======== Material supplied ========
//! Integration tests for the request pipeline, driven through a mock API
//! server.

use gitpulse::{
    GitHubClient, GitHubConfig, GitHubErrorKind, RateLimitInfo, RetryConfig, StateFilter,
};
use serde_json::json;
use std::sync::{Arc, Mutex};
use std::time::Duration;
use wiremock::matchers::{header, method, path, query_param};
use wiremock::{Mock, MockServer, ResponseTemplate};

fn test_client(server: &MockServer) -> GitHubClient {
    GitHubClient::builder()
        .base_url(server.uri())
        .user_agent("gitpulse-tests/1.0")
        .token("test_token")
        .retry(RetryConfig {
            max_retries: 2,
            initial_backoff: Duration::from_millis(5),
            max_backoff: Duration::from_millis(50),
            multiplier: 2.0,
        })
        .build()
        .unwrap()
}

fn rate_limited_response(status: u16, remaining: u32) -> ResponseTemplate {
    ResponseTemplate::new(status)
        .insert_header("x-ratelimit-limit", "60")
        .insert_header("x-ratelimit-remaining", remaining.to_string().as_str())
        .insert_header("x-ratelimit-reset", "1900000000")
        .insert_header("x-ratelimit-used", (60 - remaining).to_string().as_str())
}

fn commit_json(sha: &str) -> serde_json::Value {
    json!({
        "sha": sha,
        "commit": {
            "message": format!("commit {}", sha),
            "author": {
                "name": "Dev",
                "email": "dev@example.com",
                "date": "2024-06-01T10:00:00Z"
            },
            "committer": null
        },
        "author": { "id": 1, "login": "dev" },
        "html_url": format!("https://github.com/owner/repo/commit/{}", sha)
    })
}

fn pull_request_json(number: u64) -> serde_json::Value {
    json!({
        "id": number * 100,
        "number": number,
        "title": format!("PR {}", number),
        "state": "open",
        "user": { "id": 1, "login": "dev" },
        "html_url": format!("https://github.com/owner/repo/pull/{}", number),
        "head": { "ref": "feature", "sha": "abc123" },
        "base": { "ref": "main", "sha": "def456" },
        "created_at": "2024-06-01T10:00:00Z",
        "updated_at": "2024-06-02T10:00:00Z"
    })
}

async fn request_count(server: &MockServer) -> usize {
    server.received_requests().await.unwrap_or_default().len()
}

#[tokio::test]
async fn auth_and_accept_headers_are_sent() {
    let server = MockServer::start().await;
    let client = test_client(&server);

    Mock::given(method("GET"))
        .and(path("/repos/owner/repo/languages"))
        .and(header("Accept", "application/vnd.github.v3+json"))
        .and(header("User-Agent", "gitpulse-tests/1.0"))
        .and(header("Authorization", "token test_token"))
        .respond_with(ResponseTemplate::new(200).set_body_json(json!({ "Rust": 1024 })))
        .expect(1)
        .mount(&server)
        .await;

    let languages = client.repositories().languages("owner", "repo").await.unwrap();
    assert_eq!(languages.get("Rust"), Some(&1024));
}

#[tokio::test]
async fn swapped_token_applies_to_subsequent_requests() {
    let server = MockServer::start().await;
    let client = test_client(&server);

    Mock::given(method("GET"))
        .and(path("/repos/owner/repo/languages"))
        .and(header("Authorization", "token rotated"))
        .respond_with(ResponseTemplate::new(200).set_body_json(json!({})))
        .expect(1)
        .mount(&server)
        .await;

    client.set_token(Some("rotated"));
    client.repositories().languages("owner", "repo").await.unwrap();
}

#[tokio::test]
async fn rate_limit_headers_reach_subscribers() {
    let server = MockServer::start().await;
    let client = test_client(&server);

    Mock::given(method("GET"))
        .and(path("/repos/owner/repo/languages"))
        .respond_with(rate_limited_response(200, 59).set_body_json(json!({})))
        .mount(&server)
        .await;

    let seen: Arc<Mutex<Vec<RateLimitInfo>>> = Arc::new(Mutex::new(Vec::new()));
    let sink = seen.clone();
    let subscription = client.on_rate_limit_change(move |info| {
        sink.lock().unwrap().push(info.clone());
    });

    client.repositories().languages("owner", "repo").await.unwrap();

    let snapshots = seen.lock().unwrap().clone();
    assert_eq!(snapshots.len(), 1);
    assert_eq!(snapshots[0].limit, 60);
    assert_eq!(snapshots[0].remaining, 59);
    assert_eq!(snapshots[0].used, 1);
    assert_eq!(snapshots[0].reset_at.timestamp(), 1_900_000_000);

    assert_eq!(client.rate_limit_info().unwrap().remaining, 59);

    // Unsubscribing (twice, harmlessly) stops further notifications.
    subscription.unsubscribe();
    subscription.unsubscribe();
    client.repositories().languages("owner", "repo").await.unwrap();
    assert_eq!(seen.lock().unwrap().len(), 1);
}

#[tokio::test]
async fn dropping_subscription_handle_removes_the_listener() {
    let server = MockServer::start().await;
    let client = test_client(&server);

    Mock::given(method("GET"))
        .and(path("/repos/owner/repo/languages"))
        .respond_with(rate_limited_response(200, 58).set_body_json(json!({})))
        .mount(&server)
        .await;

    let calls = Arc::new(Mutex::new(0u32));
    let counter = calls.clone();
    let subscription = client.on_rate_limit_change(move |_| {
        *counter.lock().unwrap() += 1;
    });
    drop(subscription);

    client.repositories().languages("owner", "repo").await.unwrap();

    assert_eq!(*calls.lock().unwrap(), 0);
    // The snapshot itself is still recorded.
    assert_eq!(client.rate_limit_info().unwrap().remaining, 58);
}

#[tokio::test]
async fn primary_rate_limit_short_circuits_without_retry() {
    let server = MockServer::start().await;
    let client = test_client(&server);

    Mock::given(method("GET"))
        .and(path("/repos/owner/repo"))
        .respond_with(
            rate_limited_response(403, 0)
                .set_body_json(json!({ "message": "API rate limit exceeded" })),
        )
        .mount(&server)
        .await;

    let error = client.repositories().get("owner", "repo").await.unwrap_err();

    assert_eq!(*error.kind(), GitHubErrorKind::RateLimited);
    assert!(error.is_rate_limited());
    assert!(error.retry_after().is_some());
    assert_eq!(request_count(&server).await, 1);
}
========
**What the task requires**. Across the material, report every line that has the word "Duration".

**Answer to this exercise**.
use std::time::Duration;
            initial_backoff: Duration::from_millis(5),
            max_backoff: Duration::from_millis(50),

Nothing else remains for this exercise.